To be fair, it's no mystery why it didn't go that way. That slimy goo you find oozing out of your phone isn't a defective battery -- it's Steve Jobs', Larry Page's and Steve Balmer's drool which flows more freely when they hear the word "lockin" than if you gave pavlov's dog a real T-Bone. So thanks guys. Thanks for learning nothing at all from the PC marketplace.
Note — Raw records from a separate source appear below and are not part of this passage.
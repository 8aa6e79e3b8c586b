//! Questions asked of a whole range

use std::cmp::Ordering;
use std::str::FromStr;

use crate::error::SemverError;
use crate::identifier::Identifier;
use crate::operator::Operator;
use crate::range::Range;
use crate::version::Version;

/// Direction for [`outside`]
#[derive(Debug, Clone, Copy, PartialEq, Eq)]
pub enum Hilo {
    /// Above every group (`>`)
    Greater,
    /// Below every group (`<`)
    Less,
}

impl FromStr for Hilo {
    type Err = SemverError;

    fn from_str(s: &str) -> Result<Self, Self::Err> {
        match s {
            ">" => Ok(Hilo::Greater),
            "<" => Ok(Hilo::Less),
            _ => Err(SemverError::InvalidHilo),
        }
    }
}

/// Lowest version the range admits, if any
pub fn min_version(range: &Range) -> Option<Version> {
    let zero = Version::new(0, 0, 0);
    if range.test(&zero) {
        return Some(zero);
    }

    let mut zero_pre = Version::new(0, 0, 0);
    zero_pre.pre.push(Identifier::Numeric(0));
    if range.test(&zero_pre) {
        return Some(zero_pre);
    }

    let mut lowest: Option<Version> = None;
    for group in range.set() {
        let mut group_min: Option<Version> = None;

        for comparator in group {
            let Some(bound) = comparator.semver() else {
                continue;
            };
            let mut candidate = bound.clone();
            candidate.build.clear();

            match comparator.operator() {
                Operator::GreaterThan => {
                    if candidate.is_prerelease() {
                        candidate.pre.push(Identifier::Numeric(0));
                    } else {
                        candidate.patch += 1;
                    }
                }
                Operator::Equal | Operator::GreaterThanOrEqual => {}
                _ => continue,
            }

            if group_min.as_ref().map_or(true, |current| candidate > *current) {
                group_min = Some(candidate);
            }
        }

        if let Some(candidate) = group_min {
            if lowest.as_ref().map_or(true, |current| *current > candidate) {
                lowest = Some(candidate);
            }
        }
    }

    lowest.filter(|version| range.test(version))
}

/// Whether the version lies entirely above (`Greater`) or below (`Less`) the range
pub fn outside(version: &Version, range: &Range, hilo: Hilo) -> bool {
    if range.test(version) {
        return false;
    }

    let (comp, ecomp) = match hilo {
        Hilo::Greater => (Operator::GreaterThan, Operator::GreaterThanOrEqual),
        Hilo::Less => (Operator::LessThan, Operator::LessThanOrEqual),
    };
    // Ordering as seen from `hilo`: for `Less` everything is mirrored
    let order = |a: &Version, b: &Version| match hilo {
        Hilo::Greater => a.cmp(b),
        Hilo::Less => b.cmp(a),
    };

    let zero = Version::new(0, 0, 0);

    for group in range.set() {
        let bounds = group.iter().map(|comparator| match comparator.semver() {
            Some(bound) => (comparator.operator(), bound),
            None => (Operator::GreaterThanOrEqual, &zero),
        });

        let mut high: Option<(Operator, &Version)> = None;
        let mut low: Option<(Operator, &Version)> = None;
        for current in bounds {
            let h = *high.get_or_insert(current);
            let l = *low.get_or_insert(current);
            if order(current.1, h.1) == Ordering::Greater {
                high = Some(current);
            } else if order(current.1, l.1) == Ordering::Less {
                low = Some(current);
            }
        }

        let (Some((high_op, _)), Some((low_op, low_version))) = (high, low) else {
            continue;
        };

        // Some comparator keeps growing in the direction asked about
        if high_op == comp || high_op == ecomp {
            return false;
        }

        // The lowest bound already excludes the version from the wrong side
        if (low_op == Operator::Equal || low_op == comp) && order(version, low_version) != Ordering::Greater {
            return false;
        } else if low_op == ecomp && order(version, low_version) == Ordering::Less {
            return false;
        }
    }

    true
}

/// Shortest range selecting the same members of `versions` as `range`
///
/// Invalid versions are skipped. Falls back to the range's own text when
/// the simplification is not shorter.
pub fn simplify(versions: &[&str], range: &Range) -> String {
    let mut sorted: Vec<(Version, &str)> = versions
        .iter()
        .filter_map(|text| Version::parse(text, range.options()).ok().map(|v| (v, *text)))
        .collect();
    sorted.sort_by(|a, b| a.0.cmp(&b.0));

    let mut spans: Vec<(&str, Option<&str>)> = Vec::new();
    let mut first: Option<&str> = None;
    let mut prev: Option<&str> = None;

    for (version, text) in &sorted {
        if range.test(version) {
            prev = Some(*text);
            first.get_or_insert(*text);
        } else {
            if let (Some(start), Some(end)) = (first, prev) {
                spans.push((start, Some(end)));
            }
            first = None;
            prev = None;
        }
    }
    if let Some(start) = first {
        spans.push((start, None));
    }

    let lowest = sorted.first().map(|(_, text)| *text);
    let parts: Vec<String> = spans
        .into_iter()
        .map(|(min, max)| match max {
            Some(max) if min == max => min.to_string(),
            None if Some(min) == lowest => "*".to_string(),
            None => format!(">={}", min),
            Some(max) if Some(min) == lowest => format!("<={}", max),
            Some(max) => format!("{} - {}", min, max),
        })
        .collect();

    let simplified = parts.join(" || ");
    if simplified.len() < range.raw().len() {
        simplified
    } else {
        range.raw().to_string()
    }
}

#[cfg(test)]
mod tests {
    use super::*;
    use crate::options::Options;

    fn range(text: &str) -> Range {
        Range::parse(text, Options::default()).unwrap()
    }

    fn min(text: &str) -> Option<String> {
        min_version(&range(text)).map(|v| v.to_string())
    }

    #[test]
    fn test_min_version() {
        let cases = [
            ("*", Some("0.0.0")),
            ("* || >=2", Some("0.0.0")),
            (">=2 || *", Some("0.0.0")),
            (">2 || *", Some("0.0.0")),
            ("1.0.0", Some("1.0.0")),
            ("1.0", Some("1.0.0")),
            ("1.0.x", Some("1.0.0")),
            ("1.0.*", Some("1.0.0")),
            ("1", Some("1.0.0")),
            ("1.x.x", Some("1.0.0")),
            ("1.*.x", Some("1.0.0")),
            ("1.x.*", Some("1.0.0")),
            ("1.x", Some("1.0.0")),
            ("1.*", Some("1.0.0")),
            ("=1.0.0", Some("1.0.0")),
            ("~1.1.1", Some("1.1.1")),
            ("~1.1.1-beta", Some("1.1.1-beta")),
            ("~1.1.1 || >=2", Some("1.1.1")),
            ("^1.1.1", Some("1.1.1")),
            ("^1.1.1-beta", Some("1.1.1-beta")),
            ("^1.1.1 || >=2", Some("1.1.1")),
            ("^2.16.2 ^2.16", Some("2.16.2")),
            ("1.1.1 - 1.8.0", Some("1.1.1")),
            ("1.1 - 1.8.0", Some("1.1.0")),
            ("<2", Some("0.0.0")),
            ("<0.0.0-beta", Some("0.0.0-0")),
            ("<0.0.1-beta", Some("0.0.0")),
            ("<2 || >4", Some("0.0.0")),
            (">4 || <2", Some("0.0.0")),
            ("<=2 || >=4", Some("0.0.0")),
            (">=4 || <=2", Some("0.0.0")),
            ("<0.0.0-beta >0.0.0-alpha", Some("0.0.0-alpha.0")),
            (">0.0.0-alpha <0.0.0-beta", Some("0.0.0-alpha.0")),
            (">=1.1.1 <2 || >=2.2.2 <2", Some("1.1.1")),
            (">=2.2.2 <2 || >=1.1.1 <2", Some("1.1.1")),
            (">1.0.0", Some("1.0.1")),
            (">1.0.0-0", Some("1.0.0-0.0")),
            (">1.0.0-beta", Some("1.0.0-beta.0")),
            (">2 || >1.0.0", Some("1.0.1")),
            (">2 || >1.0.0-0", Some("1.0.0-0.0")),
            (">2 || >1.0.0-beta", Some("1.0.0-beta.0")),
            (">4 <3", None),
        ];

        for (text, expected) in cases {
            assert_eq!(min(text).as_deref(), expected, "{:?}", text);
        }
    }

    #[test]
    fn test_outside() {
        let above = [
            ("~1.2.2", "1.3.0"),
            ("~0.6.1-1", "0.7.1-1"),
            ("1.0.0 - 2.0.0", "2.0.1"),
            ("1.0.0", "1.0.1-beta1"),
            ("1.0.0", "2.0.0"),
            ("<=2.0.0", "2.1.1"),
            ("<=2.0.0", "3.2.9"),
            ("<2.0.0", "2.0.0"),
            ("0.1.20 || 1.2.4", "1.2.5"),
            ("2.x.x", "3.0.0"),
            ("1.2.x", "1.3.0"),
            ("1.2.x || 2.x", "3.0.0"),
            ("2.*.*", "5.0.1"),
            ("1.2.*", "1.3.3"),
            ("2", "3.1.0"),
            ("2.3", "2.4.2"),
            ("~2.4", "2.5.0"),
            ("~>3.2.1", "3.3.0"),
            ("~1", "2.2.3"),
            ("<1", "1.0.0"),
            ("<1.2", "1.2.0"),
            ("=0.7.x", "0.8.0"),
            ("<0.7.x", "0.7.0"),
        ];
        for (r, v) in above {
            let version: Version = v.parse().unwrap();
            assert!(outside(&version, &range(r), Hilo::Greater), "{} > {}", v, r);
            assert!(!outside(&version, &range(r), Hilo::Less), "!({} < {})", v, r);
        }

        let below = [
            ("~1.2.2", "1.2.1"),
            ("1.0.0 - 2.0.0", "0.0.1"),
            ("1.0.0", "0.0.0"),
            (">=2.0.0", "1.1.1"),
            (">2.0.0", "2.0.0"),
            ("0.1.20 || 1.2.4", "0.1.5"),
            ("2.x.x", "1.0.0"),
            ("1.2.x || 2.x", "1.0.0"),
            ("2", "1.0.0"),
            ("~1.2", "1.1.0"),
            ("^1.2.3", "1.2.2"),
            (">1.2", "1.2.0"),
        ];
        for (r, v) in below {
            let version: Version = v.parse().unwrap();
            assert!(outside(&version, &range(r), Hilo::Less), "{} < {}", v, r);
            assert!(!outside(&version, &range(r), Hilo::Greater), "!({} > {})", v, r);
        }

        let inside: Version = "1.2.3".parse().unwrap();
        assert!(!outside(&inside, &range("^1.2.0"), Hilo::Greater));
        assert!(!outside(&inside, &range("^1.2.0"), Hilo::Less));
    }

    #[test]
    fn test_hilo_parse() {
        assert_eq!(">".parse::<Hilo>().unwrap(), Hilo::Greater);
        assert_eq!("<".parse::<Hilo>().unwrap(), Hilo::Less);
        assert_eq!("=".parse::<Hilo>().unwrap_err(), SemverError::InvalidHilo);
    }

    #[test]
    fn test_simplify() {
        let versions = [
            "1.0.0", "1.0.1", "1.0.2", "1.0.3", "1.0.4", "1.1.0", "1.1.1", "1.1.2", "1.2.0", "1.2.1", "1.2.2",
            "1.2.3", "1.2.4", "1.2.5", "2.0.0", "2.0.1", "2.1.0", "2.1.1", "2.1.2", "2.2.0", "2.2.1", "2.2.2",
            "2.3.0", "2.3.1", "2.4.0", "3.0.0", "3.1.0", "3.2.0", "3.3.0",
        ];

        assert_eq!(
            simplify(&versions, &range("1.0.0 || 1.0.1 || 1.0.2 || 1.0.3 || 1.0.4")),
            "<=1.0.4"
        );
        assert_eq!(
            simplify(&versions, &range("1.0.0 || 1.0.1 || 1.0.2 || 1.0.3 || 1.0.4 || 2.3.0 || 2.3.1 || 2.4.0")),
            "<=1.0.4 || 2.3.0 - 2.4.0"
        );
        assert_eq!(simplify(&versions, &range(">=3.0.0 <3.1.0")), "3.0.0");
        assert_eq!(simplify(&versions, &range("3.0.0 || 3.1 || 3.2 || 3.3")), ">=3.0.0");
        assert_eq!(simplify(&versions, &range("1 || 2 || 3")), "*");
        assert_eq!(simplify(&versions, &range("2.1 || 2.2 || 2.3")), "2.1.0 - 2.3.1");
        assert_eq!(simplify(&versions, &range("^1.0.0")), "^1.0.0");
    }
}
Thanks for saddling us with yet another set of crappy technology stacks. Thanks for laughing at us from your expensive yachts where you have your personal secretary do all the things that need to get done while we sit here cursing our "smart" phones because they simply don't do enough, don't do it right, don't talk to each other and are generally designed for you to collect data about us rather than to help make our lives easier.

I hope all of your yachts sink and you're eaten by sharks (lava-sharks in Jobs's case).


Comment But that one for is really current (Score 1) 305

To be fair, the lawmakers required the project to always be updated to the very latest web-based standards. They were therefore legally bound to redo the entire thing every 3 months. The history of their git (originally RCS) repository includes code in everything from c-based binaries that implement the CGI standard to angular and d3-based single page apps.